▶ Task input
──────────
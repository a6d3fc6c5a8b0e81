//! Batch command - convert a directory tree of build files in parallel.

use super::{read_input, report_diagnostics};
use anyhow::Context;
use buildbridge_config::Config;
use buildbridge_syntax::{ConvertOptions, Direction, convert_report, reader_for_path};
use clap::Args;
use rayon::prelude::*;
use std::path::{Path, PathBuf};
use std::process::ExitCode;
use walkdir::WalkDir;

/// Batch command arguments
#[derive(Args)]
pub struct BatchArgs {
    /// Conversion direction (default: config `conversion.mode`, then gn-to-cmake)
    #[arg(short, long)]
    pub mode: Option<Direction>,

    /// Directory to scan (default: config `project.gn_root`)
    #[arg(long)]
    pub input_dir: Option<PathBuf>,

    /// Directory to write into, mirroring the input layout
    /// (default: config `project.output_dir`)
    #[arg(long)]
    pub output_dir: Option<PathBuf>,

    /// Treat a file with skipped fragments as failed and do not write it
    #[arg(long)]
    pub strict: bool,
}

struct Job<'a> {
    direction: Direction,
    options: &'a ConvertOptions,
    input_dir: &'a Path,
    output_dir: &'a Path,
    strict: bool,
}

pub fn run(args: BatchArgs, config: &Config) -> anyhow::Result<ExitCode> {
    let direction = match args.mode {
        Some(direction) => direction,
        None => config.direction()?.unwrap_or(Direction::GnToCmake),
    };
    let input_dir = args.input_dir.unwrap_or_else(|| config.project.gn_root.clone());
    let output_dir = args
        .output_dir
        .unwrap_or_else(|| config.project.output_dir.clone());
    let options = config.convert_options()?;

    let files = collect_inputs(&input_dir, &output_dir, direction);
    tracing::debug!(count = files.len(), input = %input_dir.display(), "found build files");

    let job = Job {
        direction,
        options: &options,
        input_dir: &input_dir,
        output_dir: &output_dir,
        strict: args.strict,
    };
    let results: Vec<(PathBuf, anyhow::Result<usize>)> = files
        .into_par_iter()
        .map(|file| {
            let result = job.convert_one(&file);
            (file, result)
        })
        .collect();

    let mut converted = 0;
    let mut failed = 0;
    let mut skipped = 0;
    for (file, result) in results {
        match result {
            Ok(diagnostics) => {
                converted += 1;
                skipped += diagnostics;
            }
            Err(err) => {
                failed += 1;
                eprintln!("error: {}: {err:#}", file.display());
            }
        }
    }
    println!("converted {converted} file(s), {failed} failed, {skipped} fragment(s) skipped");
    Ok(if failed == 0 {
        ExitCode::SUCCESS
    } else {
        ExitCode::FAILURE
    })
}

/// Build files for `direction` under `input_dir`, in a stable order. The
/// output directory is never scanned, even when nested inside the input.
fn collect_inputs(input_dir: &Path, output_dir: &Path, direction: Direction) -> Vec<PathBuf> {
    let skip = output_dir.canonicalize().ok();
    WalkDir::new(input_dir)
        .sort_by_file_name()
        .into_iter()
        .filter_entry(|entry| {
            !entry.file_type().is_dir()
                || skip.is_none()
                || entry.path().canonicalize().ok() != skip
        })
        .filter_map(|entry| match entry {
            Ok(entry) => Some(entry),
            Err(err) => {
                tracing::warn!(error = %err, "skipping unreadable entry");
                None
            }
        })
        .filter(|entry| entry.file_type().is_file())
        .map(|entry| entry.into_path())
        .filter(|path| {
            reader_for_path(path)
                .is_some_and(|reader| reader.language() == direction.source_language())
        })
        .collect()
}

/// Where the conversion of `file` goes: conventional build files become the
/// other language's conventional name, anything else keeps its full file name
/// with the target extension appended, so `x.gn` and `x.gni` never collide.
fn output_path(input_dir: &Path, output_dir: &Path, file: &Path, direction: Direction) -> PathBuf {
    let rel = file.strip_prefix(input_dir).unwrap_or(file);
    let is_conventional = reader_for_path(file).is_some_and(|reader| {
        file.file_name()
            .and_then(|name| name.to_str())
            .is_some_and(|name| reader.file_names().contains(&name))
    });
    let name = if is_conventional {
        direction.output_file_name().to_string()
    } else {
        let base = file.file_name().and_then(|s| s.to_str()).unwrap_or("build");
        let ext = match direction {
            Direction::GnToCmake => "cmake",
            Direction::CmakeToGn => "gni",
        };
        format!("{base}.{ext}")
    };
    output_dir.join(rel).with_file_name(name)
}

impl Job<'_> {
    fn convert_one(&self, file: &Path) -> anyhow::Result<usize> {
        let text = read_input(file)?;
        let report = convert_report(&text, self.direction, self.options);
        report_diagnostics(file, &report.diagnostics);
        if self.strict && !report.diagnostics.is_empty() {
            anyhow::bail!("{} fragment(s) skipped (--strict)", report.diagnostics.len());
        }

        let out = output_path(self.input_dir, self.output_dir, file, self.direction);
        if let Some(parent) = out.parent() {
            std::fs::create_dir_all(parent)
                .with_context(|| format!("failed to create {}", parent.display()))?;
        }
        std::fs::write(&out, format!("{}\n", report.output))
            .with_context(|| format!("failed to write {}", out.display()))?;
        tracing::debug!(from = %file.display(), to = %out.display(), "converted");
        Ok(report.diagnostics.len())
    }
}

#[cfg(test)]
mod tests {
    use super::*;

    #[test]
    fn test_output_path() {
        let input = Path::new("src");
        let output = Path::new("out");
        assert_eq!(
            output_path(input, output, Path::new("src/net/BUILD.gn"), Direction::GnToCmake),
            Path::new("out/net/CMakeLists.txt")
        );
        assert_eq!(
            output_path(input, output, Path::new("src/build/flags.gni"), Direction::GnToCmake),
            Path::new("out/build/flags.gni.cmake")
        );
        assert_eq!(
            output_path(input, output, Path::new("src/build/deps.cmake"), Direction::CmakeToGn),
            Path::new("out/build/deps.cmake.gni")
        );
    }

    #[test]
    fn test_output_path_keeps_sibling_extensions_apart() {
        let input = Path::new("src");
        let output = Path::new("out");
        let gn = output_path(input, output, Path::new("src/x.gn"), Direction::GnToCmake);
        let gni = output_path(input, output, Path::new("src/x.gni"), Direction::GnToCmake);
        assert_ne!(gn, gni);
        assert_eq!(gn, Path::new("out/x.gn.cmake"));
        assert_eq!(gni, Path::new("out/x.gni.cmake"));
        assert_eq!(
            output_path(input, output, Path::new("src/CMakeLists.txt"), Direction::CmakeToGn),
            Path::new("out/BUILD.gn")
        );
    }
}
──────────
▶ Work order
Where a line above contains the word "anyhow", copy that line.

▶ Answer to the problem
use anyhow::Context;
pub fn run(args: BatchArgs, config: &Config) -> anyhow::Result<ExitCode> {
    let results: Vec<(PathBuf, anyhow::Result<usize>)> = files
    fn convert_one(&self, file: &Path) -> anyhow::Result<usize> {
            anyhow::bail!("{} fragment(s) skipped (--strict)", report.diagnostics.len());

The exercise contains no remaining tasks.